Member of the Legislative Assembly of Western Australia
- In office 28 June 1904 – 7 January 1909
- Preceded by: William Atkins
- Succeeded by: William George
- Constituency: Murray

Personal details
- Born: c. 1842 Dardanup, Western Australia, Australia
- Died: 7 January 1909 Perth, Western Australia, Australia

= John McLarty =

Australian politician

John Pollard McLarty (c. 1842 – 7 January 1909) was an Australian politician who was a Liberal Party member of the Legislative Assembly of Western Australia from 1904 until his death, representing the seat of Murray.
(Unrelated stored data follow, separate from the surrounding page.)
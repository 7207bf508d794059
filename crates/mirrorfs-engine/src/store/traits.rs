//! Collaborator traits.

use async_trait::async_trait;
use serde::{Deserialize, Serialize};

use mirrorfs_types::{EndpointId, OperationId, Timestamp, VfsError, VfsPath};

/// Addresses one collected content version.
#[derive(Debug, Clone, PartialEq, Eq, Hash, Serialize, Deserialize)]
pub struct ContentKey {
    pub endpoint: EndpointId,
    pub path: VfsPath,
    /// Collection timestamp of the snapshot the content belongs to.
    pub timestamp: Timestamp,
}

impl ContentKey {
    pub fn new(endpoint: EndpointId, path: VfsPath, timestamp: Timestamp) -> Self {
        Self {
            endpoint,
            path,
            timestamp,
        }
    }
}

impl std::fmt::Display for ContentKey {
    fn fmt(&self, f: &mut std::fmt::Formatter<'_>) -> std::fmt::Result {
        write!(f, "{}:{}@{}", self.endpoint, self.path, self.timestamp)
    }
}

/// A byte range served by the content store.
#[derive(Debug, Clone, PartialEq, Eq)]
pub struct ContentSlice {
    /// The requested bytes, clamped to what exists.
    pub data: Vec<u8>,
    /// Total length of the underlying content.
    pub total_len: u64,
}

/// Byte-range access to collected file content.
///
/// Implementations clamp the range instead of failing: a read past the
/// end returns empty data plus the true `total_len`. Range policy (what
/// counts as an error) belongs to the caller, not the store.
#[async_trait]
pub trait ContentStore: Send + Sync {
    /// Read up to `length` bytes starting at `offset`. `None` reads to
    /// the end. Fails with `NotFound` when no content exists for the
    /// key.
    async fn read_range(
        &self,
        key: &ContentKey,
        offset: u64,
        length: Option<u64>,
    ) -> Result<ContentSlice, VfsError>;

    /// Whether content exists for the key.
    async fn contains(&self, key: &ContentKey) -> bool {
        self.read_range(key, 0, Some(0)).await.is_ok()
    }
}

/// The remote collection agent.
///
/// Requests are submissions, not completions: a returned `Ok` means the
/// agent accepted the work. The agent reports completion later through
/// the operation id, at least once.
#[async_trait]
pub trait Collector: Send + Sync {
    /// Ask the agent to re-list metadata under `path`, recursing at most
    /// `max_depth` levels.
    async fn request_refresh(
        &self,
        operation: &OperationId,
        endpoint: &EndpointId,
        path: &VfsPath,
        max_depth: u32,
    ) -> Result<(), VfsError>;

    /// Ask the agent to re-collect one file's content.
    async fn request_content_update(
        &self,
        operation: &OperationId,
        endpoint: &EndpointId,
        path: &VfsPath,
    ) -> Result<(), VfsError>;
}
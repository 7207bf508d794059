//! ContentFetcher — byte-range and text reads over the content store.
//!
//! The store clamps ranges; this layer decides what is an error. An
//! offset past the end of the content is a [`VfsError::Range`], and
//! every read reports the total underlying size so callers can detect
//! truncation without a second round trip.

use std::sync::Arc;

use serde::{Deserialize, Serialize};
use sha2::{Digest, Sha256};

use mirrorfs_types::{Encoding, VfsError};

use crate::codec;
use crate::store::{ContentKey, ContentStore};

/// A decoded text range plus the size of the underlying content.
#[derive(Debug, Clone, PartialEq, Eq, Serialize, Deserialize)]
pub struct TextSlice {
    pub text: String,
    /// Total byte size of the content the range was cut from.
    pub total_size: u64,
}

/// A raw byte range plus the size of the underlying content.
#[derive(Debug, Clone, PartialEq, Eq)]
pub struct BlobSlice {
    pub data: Vec<u8>,
    /// Total byte size of the content the range was cut from.
    pub total_size: u64,
}

/// Read-only access to collected content, addressed by snapshot.
pub struct ContentFetcher {
    store: Arc<dyn ContentStore>,
}

impl ContentFetcher {
    pub fn new(store: Arc<dyn ContentStore>) -> Self {
        Self { store }
    }

    /// Read a raw byte range.
    ///
    /// `length: None` reads to the end. Fails with `Range` when the
    /// offset lies beyond the total size, and `NotFound` when no
    /// content was ever collected for the key.
    pub async fn read_blob(
        &self,
        key: &ContentKey,
        offset: u64,
        length: Option<u64>,
    ) -> Result<BlobSlice, VfsError> {
        let slice = self.store.read_range(key, offset, length).await?;
        if offset > slice.total_len {
            return Err(VfsError::Range {
                offset,
                size: slice.total_len,
            });
        }
        Ok(BlobSlice {
            data: slice.data,
            total_size: slice.total_len,
        })
    }

    /// Read a byte range and decode it with the given codec.
    pub async fn read_text(
        &self,
        key: &ContentKey,
        offset: u64,
        length: Option<u64>,
        encoding: Encoding,
    ) -> Result<TextSlice, VfsError> {
        let blob = self.read_blob(key, offset, length).await?;
        let text = codec::decode(encoding, &blob.data)?;
        Ok(TextSlice {
            text,
            total_size: blob.total_size,
        })
    }
}

impl std::fmt::Debug for ContentFetcher {
    fn fmt(&self, f: &mut std::fmt::Formatter<'_>) -> std::fmt::Result {
        f.debug_struct("ContentFetcher").finish()
    }
}

/// Hex-encoded SHA-256 of a byte slice, the digest format snapshots
/// carry in `content_hash`.
pub fn sha256_hex(data: &[u8]) -> String {
    let mut hasher = Sha256::new();
    hasher.update(data);
    hex::encode(hasher.finalize())
}
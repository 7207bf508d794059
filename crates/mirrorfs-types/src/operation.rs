//! Tracked asynchronous operations.

use serde::{Deserialize, Serialize};

use crate::endpoint::EndpointId;
use crate::path::VfsPath;
use crate::time::Timestamp;

/// Unique identifier of a refresh or content-update operation.
#[derive(Debug, Clone, PartialEq, Eq, Hash, Serialize, Deserialize)]
#[serde(transparent)]
pub struct OperationId(String);

impl OperationId {
    pub fn new(id: impl Into<String>) -> Self {
        Self(id.into())
    }

    pub fn as_str(&self) -> &str {
        &self.0
    }
}

impl std::fmt::Display for OperationId {
    fn fmt(&self, f: &mut std::fmt::Formatter<'_>) -> std::fmt::Result {
        write!(f, "{}", self.0)
    }
}

/// What an operation asks the collection agent to do.
#[derive(Debug, Clone, Copy, PartialEq, Eq, Serialize, Deserialize)]
#[serde(rename_all = "snake_case")]
pub enum OperationKind {
    /// Re-list a subtree's metadata down to a depth limit.
    Refresh,
    /// Re-collect one file's content.
    ContentUpdate,
}

/// Lifecycle state of an operation.
///
/// Operations start `Running` and transition exactly once to
/// `Finished`, on an external completion signal. There is no timeout
/// state: an operation whose agent never answers stays `Running`.
#[derive(Debug, Clone, Copy, PartialEq, Eq, Serialize, Deserialize)]
#[serde(rename_all = "SCREAMING_SNAKE_CASE")]
pub enum OperationState {
    Running,
    Finished,
}

impl OperationState {
    pub fn is_terminal(&self) -> bool {
        matches!(self, OperationState::Finished)
    }
}

impl std::fmt::Display for OperationState {
    fn fmt(&self, f: &mut std::fmt::Formatter<'_>) -> std::fmt::Result {
        match self {
            OperationState::Running => write!(f, "RUNNING"),
            OperationState::Finished => write!(f, "FINISHED"),
        }
    }
}

/// The tracked record of one operation.
#[derive(Debug, Clone, PartialEq, Eq, Serialize, Deserialize)]
pub struct OperationInfo {
    pub id: OperationId,
    pub kind: OperationKind,
    pub endpoint: EndpointId,
    /// Target path of the collection request.
    pub path: VfsPath,
    /// Recursion depth limit for refreshes; 0 for content updates.
    pub max_depth: u32,
    /// Whether the requesting user asked to be notified on completion.
    pub notify_user: bool,
    pub state: OperationState,
    pub started_at: Timestamp,
}

#[cfg(test)]
mod tests {
    use super::*;

    #[test]
    fn state_display_matches_api_names() {
        assert_eq!(OperationState::Running.to_string(), "RUNNING");
        assert_eq!(OperationState::Finished.to_string(), "FINISHED");
    }

    #[test]
    fn only_finished_is_terminal() {
        assert!(!OperationState::Running.is_terminal());
        assert!(OperationState::Finished.is_terminal());
    }
}
//! Stat metadata and point-in-time snapshots.

use serde::{Deserialize, Serialize};

use crate::time::Timestamp;

/// Stat metadata reported by a collection agent for one file.
#[derive(Debug, Clone, PartialEq, Eq, Serialize, Deserialize, Default)]
pub struct StatEntry {
    /// Size in bytes.
    pub size: u64,
    /// Unix mode bits (type and permissions).
    pub mode: u32,
    /// Owning user id.
    pub uid: u32,
    /// Owning group id.
    pub gid: u32,
    /// Last access time on the endpoint, if reported.
    pub atime: Option<Timestamp>,
    /// Last modification time on the endpoint, if reported.
    pub mtime: Option<Timestamp>,
    /// Last inode change time on the endpoint, if reported.
    pub ctime: Option<Timestamp>,
}

impl StatEntry {
    /// A minimal stat entry for a regular file of the given size.
    pub fn file(size: u64) -> Self {
        Self {
            size,
            mode: 0o100644,
            ..Self::default()
        }
    }

    /// A minimal stat entry for a directory.
    pub fn directory() -> Self {
        Self {
            mode: 0o040755,
            ..Self::default()
        }
    }
}

/// An immutable record of a file's metadata at one collection instant.
///
/// Identified by `(path, collected_at)`; once written it is never
/// mutated, only superseded by snapshots with newer timestamps.
#[derive(Debug, Clone, PartialEq, Eq, Serialize, Deserialize)]
pub struct Snapshot {
    /// When the collection agent observed the file.
    pub collected_at: Timestamp,
    /// Stat metadata at that instant.
    pub stat: StatEntry,
    /// SHA-256 of the collected content, hex-encoded, if content was
    /// fetched alongside the stat.
    pub content_hash: Option<String>,
    /// Length in bytes of the collected content, if known.
    pub content_len: Option<u64>,
}

impl Snapshot {
    /// A metadata-only snapshot (no content collected).
    pub fn new(collected_at: Timestamp, stat: StatEntry) -> Self {
        Self {
            collected_at,
            stat,
            content_hash: None,
            content_len: None,
        }
    }

    /// Attach a content digest and length to this snapshot.
    pub fn with_content(mut self, hash: impl Into<String>, len: u64) -> Self {
        self.content_hash = Some(hash.into());
        self.content_len = Some(len);
        self
    }

    /// True when content was collected with this snapshot.
    pub fn has_content(&self) -> bool {
        self.content_hash.is_some()
    }
}
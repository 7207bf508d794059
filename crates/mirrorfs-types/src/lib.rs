//! Pure data types for mirrorfs.
//!
//! Everything a transport or storage layer needs to talk about the VFS
//! without pulling in the engine: paths, timestamps, stat snapshots,
//! operations, timeline events, the closed encoding enumeration and the
//! error taxonomy. No I/O, no async, no engine logic.

pub mod archive;
pub mod encoding;
pub mod endpoint;
pub mod entry;
pub mod error;
pub mod operation;
pub mod path;
pub mod stat;
pub mod time;
pub mod timeline;

pub use archive::{ArchiveFormat, ExportManifest, SkippedEntry};
pub use encoding::Encoding;
pub use endpoint::EndpointId;
pub use entry::{AttrValue, FileDetails, FileEntry, NodeKind};
pub use error::VfsError;
pub use operation::{OperationId, OperationInfo, OperationKind, OperationState};
pub use path::VfsPath;
pub use stat::{Snapshot, StatEntry};
pub use time::Timestamp;
pub use timeline::{TimelineAction, TimelineCsvFormat, TimelineEvent};
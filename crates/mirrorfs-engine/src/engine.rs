//! The Engine — owns every component and exposes the operation surface.
//!
//! One engine per server process: created at startup with its two
//! collaborators, torn down at shutdown, handed around by reference.
//! Endpoint namespaces (a [`PathTree`] plus a [`VersionStore`]) are
//! created lazily the first time an endpoint is ingested or refreshed.
//!
//! Collection agents feed the engine through two entry points:
//! [`ingest`](Engine::ingest) delivers snapshots, and
//! [`complete_operation`](Engine::complete_operation) delivers
//! at-least-once completion signals for tracked operations.

use std::collections::{BTreeMap, HashMap};
use std::sync::Arc;

use tokio::sync::RwLock;

use mirrorfs_types::{
    ArchiveFormat, AttrValue, Encoding, EndpointId, FileDetails, FileEntry, NodeKind,
    OperationId, OperationInfo, OperationKind, OperationState, Snapshot, TimelineCsvFormat,
    TimelineEvent, Timestamp, VfsError, VfsPath,
};

use crate::archive::{ArchiveBundle, ArchiveExporter};
use crate::content::{BlobSlice, ContentFetcher, TextSlice};
use crate::ops::OperationTracker;
use crate::store::{Collector, ContentKey, ContentStore};
use crate::timeline::TimelineBuilder;
use crate::tree::{ListOptions, PathTree};
use crate::version::VersionStore;

/// Engine tuning knobs.
#[derive(Debug, Clone)]
pub struct EngineConfig {
    /// Hard cap on entries per listing page; requests above it are
    /// clamped, requests without a count get it as the default.
    pub max_page_size: usize,
    /// Hard cap in bytes for one text read.
    pub max_text_read: u64,
    /// Container format used when an export does not name one.
    pub default_archive_format: ArchiveFormat,
}

impl Default for EngineConfig {
    fn default() -> Self {
        Self {
            max_page_size: 1000,
            max_text_read: 10 * 1024 * 1024,
            default_archive_format: ArchiveFormat::Zip,
        }
    }
}

/// One endpoint's namespace.
struct EndpointVfs {
    tree: PathTree,
    versions: VersionStore,
}

impl EndpointVfs {
    fn new() -> Self {
        Self {
            tree: PathTree::new(),
            versions: VersionStore::new(),
        }
    }
}

/// The VFS engine.
pub struct Engine {
    config: EngineConfig,
    endpoints: RwLock<HashMap<EndpointId, Arc<EndpointVfs>>>,
    fetcher: ContentFetcher,
    ops: OperationTracker,
}

impl Engine {
    /// Create an engine wired to its collaborators.
    pub fn new(
        config: EngineConfig,
        content: Arc<dyn ContentStore>,
        collector: Arc<dyn Collector>,
    ) -> Self {
        Self {
            config,
            endpoints: RwLock::new(HashMap::new()),
            fetcher: ContentFetcher::new(content),
            ops: OperationTracker::new(collector),
        }
    }

    /// Create an engine with default configuration.
    pub fn with_defaults(content: Arc<dyn ContentStore>, collector: Arc<dyn Collector>) -> Self {
        Self::new(EngineConfig::default(), content, collector)
    }

    /// Known endpoint ids, sorted.
    pub async fn endpoints(&self) -> Vec<EndpointId> {
        let endpoints = self.endpoints.read().await;
        let mut ids: Vec<EndpointId> = endpoints.keys().cloned().collect();
        ids.sort();
        ids
    }

    async fn endpoint(&self, id: &EndpointId) -> Result<Arc<EndpointVfs>, VfsError> {
        let endpoints = self.endpoints.read().await;
        endpoints
            .get(id)
            .cloned()
            .ok_or_else(|| VfsError::not_found(format!("endpoint {id}")))
    }

    async fn ensure_endpoint(&self, id: &EndpointId) -> Arc<EndpointVfs> {
        let mut endpoints = self.endpoints.write().await;
        endpoints
            .entry(id.clone())
            .or_insert_with(|| Arc::new(EndpointVfs::new()))
            .clone()
    }

    // --- Ingestion (collection-agent facing) ---

    /// Record one observed snapshot.
    ///
    /// Creates the endpoint namespace and missing ancestor directories
    /// as needed. An out-of-order snapshot is still appended to history;
    /// the returned `OutOfOrder` is informational and the latest pointer
    /// keeps its newest-timestamp definition.
    pub async fn ingest(
        &self,
        endpoint: &EndpointId,
        path: &VfsPath,
        kind: NodeKind,
        snapshot: Snapshot,
    ) -> Result<(), VfsError> {
        let vfs = self.ensure_endpoint(endpoint).await;
        vfs.tree.insert(path, kind).await?;

        match vfs.versions.put(path, snapshot.clone()).await {
            Ok(()) => {
                vfs.tree.set_latest(path, snapshot).await;
                Ok(())
            }
            Err(err) => Err(err),
        }
    }

    /// Record a snapshot together with extended attributes.
    pub async fn ingest_with_attrs(
        &self,
        endpoint: &EndpointId,
        path: &VfsPath,
        kind: NodeKind,
        snapshot: Snapshot,
        attrs: BTreeMap<String, AttrValue>,
    ) -> Result<(), VfsError> {
        let result = self.ingest(endpoint, path, kind, snapshot).await;
        if let Ok(vfs) = self.endpoint(endpoint).await {
            vfs.tree.set_attrs(path, attrs).await;
        }
        result
    }

    /// Deliver a completion signal for a tracked operation. Idempotent;
    /// unknown ids are ignored.
    pub async fn complete_operation(&self, id: &OperationId) {
        self.ops.complete(id).await;
    }

    // --- Browsing ---

    /// Full record for one node, resolved at `at` (floor semantics) or
    /// at the latest snapshot.
    pub async fn get_file_details(
        &self,
        endpoint: &EndpointId,
        path: &VfsPath,
        at: Option<Timestamp>,
    ) -> Result<FileDetails, VfsError> {
        let vfs = self.endpoint(endpoint).await?;
        let node = vfs
            .tree
            .node(path)
            .await
            .ok_or_else(|| VfsError::not_found(format!("path {path}")))?;

        let snapshot = match at {
            Some(cutoff) => vfs.versions.latest_at_or_before(path, cutoff).await,
            None => vfs.versions.latest(path).await,
        };

        Ok(FileDetails {
            path: path.clone(),
            kind: node.kind,
            snapshot,
            attrs: node.attrs,
        })
    }

    /// Paginated, name-ordered children of a path.
    pub async fn list_files(
        &self,
        endpoint: &EndpointId,
        path: &VfsPath,
        opts: ListOptions,
    ) -> Result<Vec<FileEntry>, VfsError> {
        let vfs = self.endpoint(endpoint).await?;
        let clamped = ListOptions {
            count: Some(
                opts.count
                    .unwrap_or(self.config.max_page_size)
                    .min(self.config.max_page_size),
            ),
            ..opts
        };
        vfs.tree.children(path, &clamped).await
    }

    /// Children keyed by path string. With `include_directory_tree` the
    /// map also covers every ancestor along the way, so a client can
    /// render the whole expansion in one call.
    pub async fn browse(
        &self,
        endpoint: &EndpointId,
        path: &VfsPath,
        include_directory_tree: bool,
    ) -> Result<BTreeMap<String, Vec<FileEntry>>, VfsError> {
        let vfs = self.endpoint(endpoint).await?;
        if !vfs.tree.exists(path).await {
            return Err(VfsError::not_found(format!("path {path}")));
        }

        let mut map = BTreeMap::new();
        if include_directory_tree {
            for ancestor in path.ancestors() {
                let children = vfs.tree.children(&ancestor, &ListOptions::default()).await?;
                map.insert(ancestor.to_string(), children);
            }
        }
        let children = vfs.tree.children(path, &ListOptions::default()).await?;
        map.insert(path.to_string(), children);
        Ok(map)
    }

    /// All collection timestamps for a path, newest first.
    pub async fn get_file_version_times(
        &self,
        endpoint: &EndpointId,
        path: &VfsPath,
    ) -> Result<Vec<Timestamp>, VfsError> {
        let vfs = self.endpoint(endpoint).await?;
        if !vfs.tree.exists(path).await {
            return Err(VfsError::not_found(format!("path {path}")));
        }
        Ok(vfs.versions.version_times(path).await)
    }

    // --- Content reads ---

    /// Decode a byte range of a file's collected content.
    ///
    /// `length` is clamped to the configured text-read cap (and
    /// defaults to it); the returned total size tells the caller
    /// whether the text was truncated.
    pub async fn get_file_text(
        &self,
        endpoint: &EndpointId,
        path: &VfsPath,
        offset: u64,
        length: Option<u64>,
        encoding: Encoding,
        at: Option<Timestamp>,
    ) -> Result<TextSlice, VfsError> {
        let key = self.resolve_content_key(endpoint, path, at).await?;
        let length = Some(
            length
                .unwrap_or(self.config.max_text_read)
                .min(self.config.max_text_read),
        );
        self.fetcher.read_text(&key, offset, length, encoding).await
    }

    /// Read a raw byte range of a file's collected content.
    pub async fn get_file_blob(
        &self,
        endpoint: &EndpointId,
        path: &VfsPath,
        offset: u64,
        length: Option<u64>,
        at: Option<Timestamp>,
    ) -> Result<BlobSlice, VfsError> {
        let key = self.resolve_content_key(endpoint, path, at).await?;
        self.fetcher.read_blob(&key, offset, length).await
    }

    /// Resolve which collected version a read addresses.
    async fn resolve_content_key(
        &self,
        endpoint: &EndpointId,
        path: &VfsPath,
        at: Option<Timestamp>,
    ) -> Result<ContentKey, VfsError> {
        let vfs = self.endpoint(endpoint).await?;
        let snapshot = match at {
            Some(cutoff) => vfs.versions.latest_at_or_before(path, cutoff).await,
            None => vfs.versions.latest(path).await,
        }
        .ok_or_else(|| VfsError::not_found(format!("no collected version of {path}")))?;

        Ok(ContentKey::new(
            endpoint.clone(),
            path.clone(),
            snapshot.collected_at,
        ))
    }

    // --- Operations ---

    /// Start a subtree metadata refresh against the collection agent.
    ///
    /// The endpoint namespace is created if this is the first contact: a
    /// refresh is how an endpoint becomes known.
    pub async fn create_refresh_operation(
        &self,
        endpoint: &EndpointId,
        path: &VfsPath,
        max_depth: u32,
        notify_user: bool,
    ) -> Result<OperationId, VfsError> {
        self.ensure_endpoint(endpoint).await;
        self.ops
            .start_refresh(endpoint.clone(), path.clone(), max_depth, notify_user)
            .await
    }

    /// State of a refresh operation.
    pub async fn refresh_operation_state(
        &self,
        id: &OperationId,
    ) -> Result<OperationState, VfsError> {
        self.ops.state_of(id, OperationKind::Refresh).await
    }

    /// Start a single-file content re-collection. The path must already
    /// be known.
    pub async fn update_file_content(
        &self,
        endpoint: &EndpointId,
        path: &VfsPath,
    ) -> Result<OperationId, VfsError> {
        let vfs = self.endpoint(endpoint).await?;
        if !vfs.tree.exists(path).await {
            return Err(VfsError::not_found(format!("path {path}")));
        }
        self.ops
            .start_content_update(endpoint.clone(), path.clone())
            .await
    }

    /// State of a content-update operation.
    pub async fn content_update_state(
        &self,
        id: &OperationId,
    ) -> Result<OperationState, VfsError> {
        self.ops.state_of(id, OperationKind::ContentUpdate).await
    }

    /// The tracked record for an operation, if known.
    pub async fn operation_info(&self, id: &OperationId) -> Option<OperationInfo> {
        self.ops.info(id).await
    }

    // --- Derived views ---

    /// Chronological change events under a path.
    pub async fn timeline(
        &self,
        endpoint: &EndpointId,
        path: &VfsPath,
    ) -> Result<Vec<TimelineEvent>, VfsError> {
        let vfs = self.endpoint(endpoint).await?;
        TimelineBuilder::new(&vfs.tree, &vfs.versions)
            .build(path)
            .await
    }

    /// The timeline serialized for download.
    pub async fn timeline_csv(
        &self,
        endpoint: &EndpointId,
        path: &VfsPath,
        format: TimelineCsvFormat,
    ) -> Result<Vec<u8>, VfsError> {
        let vfs = self.endpoint(endpoint).await?;
        TimelineBuilder::new(&vfs.tree, &vfs.versions)
            .to_csv(path, format)
            .await
    }

    /// Archive the collected contents of a subtree.
    pub async fn files_archive(
        &self,
        endpoint: &EndpointId,
        path: &VfsPath,
        at: Option<Timestamp>,
        format: Option<ArchiveFormat>,
    ) -> Result<ArchiveBundle, VfsError> {
        let vfs = self.endpoint(endpoint).await?;
        let format = format.unwrap_or(self.config.default_archive_format);
        ArchiveExporter::new(&vfs.tree, &vfs.versions, &self.fetcher, endpoint)
            .export(path, at, format)
            .await
    }

    /// The closed set of text encodings reads accept.
    pub fn known_encodings() -> &'static [Encoding] {
        Encoding::ALL
    }
}

impl std::fmt::Debug for Engine {
    fn fmt(&self, f: &mut std::fmt::Formatter<'_>) -> std::fmt::Result {
        f.debug_struct("Engine").field("config", &self.config).finish()
    }
}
McLarty was born in Dardanup, in Western Australia's Peel region. He farmed by the Murray River, and in 1870 was elected to the Murray Road Board. From 1881 to 1890, McLarty served as managing director of the Kimberley Pastoral Company, helping to establish Liveringa Station. He served as chairman of the West Kimberley Road Board in 1884. McLarty eventually returned to the Murray Valley to farm, where he was also a justice of the peace and an inspector for the Public Works Department. He entered parliament at the 1904 state election, defeating the sitting member for Murray, William Atkins. He was subsequently re-elected at the 1905 and 1908 elections, running on each occasion as a Ministerialist (a supporter of the governments of Hector Rason and Newton Moore). McLarty died in Perth in January 1909, after several months of poor health. His younger brother, Edward McLarty, was also a member of parliament, as was Edward's son, Sir Ross McLarty, who served as Premier of Western Australia from 1947 to 1953.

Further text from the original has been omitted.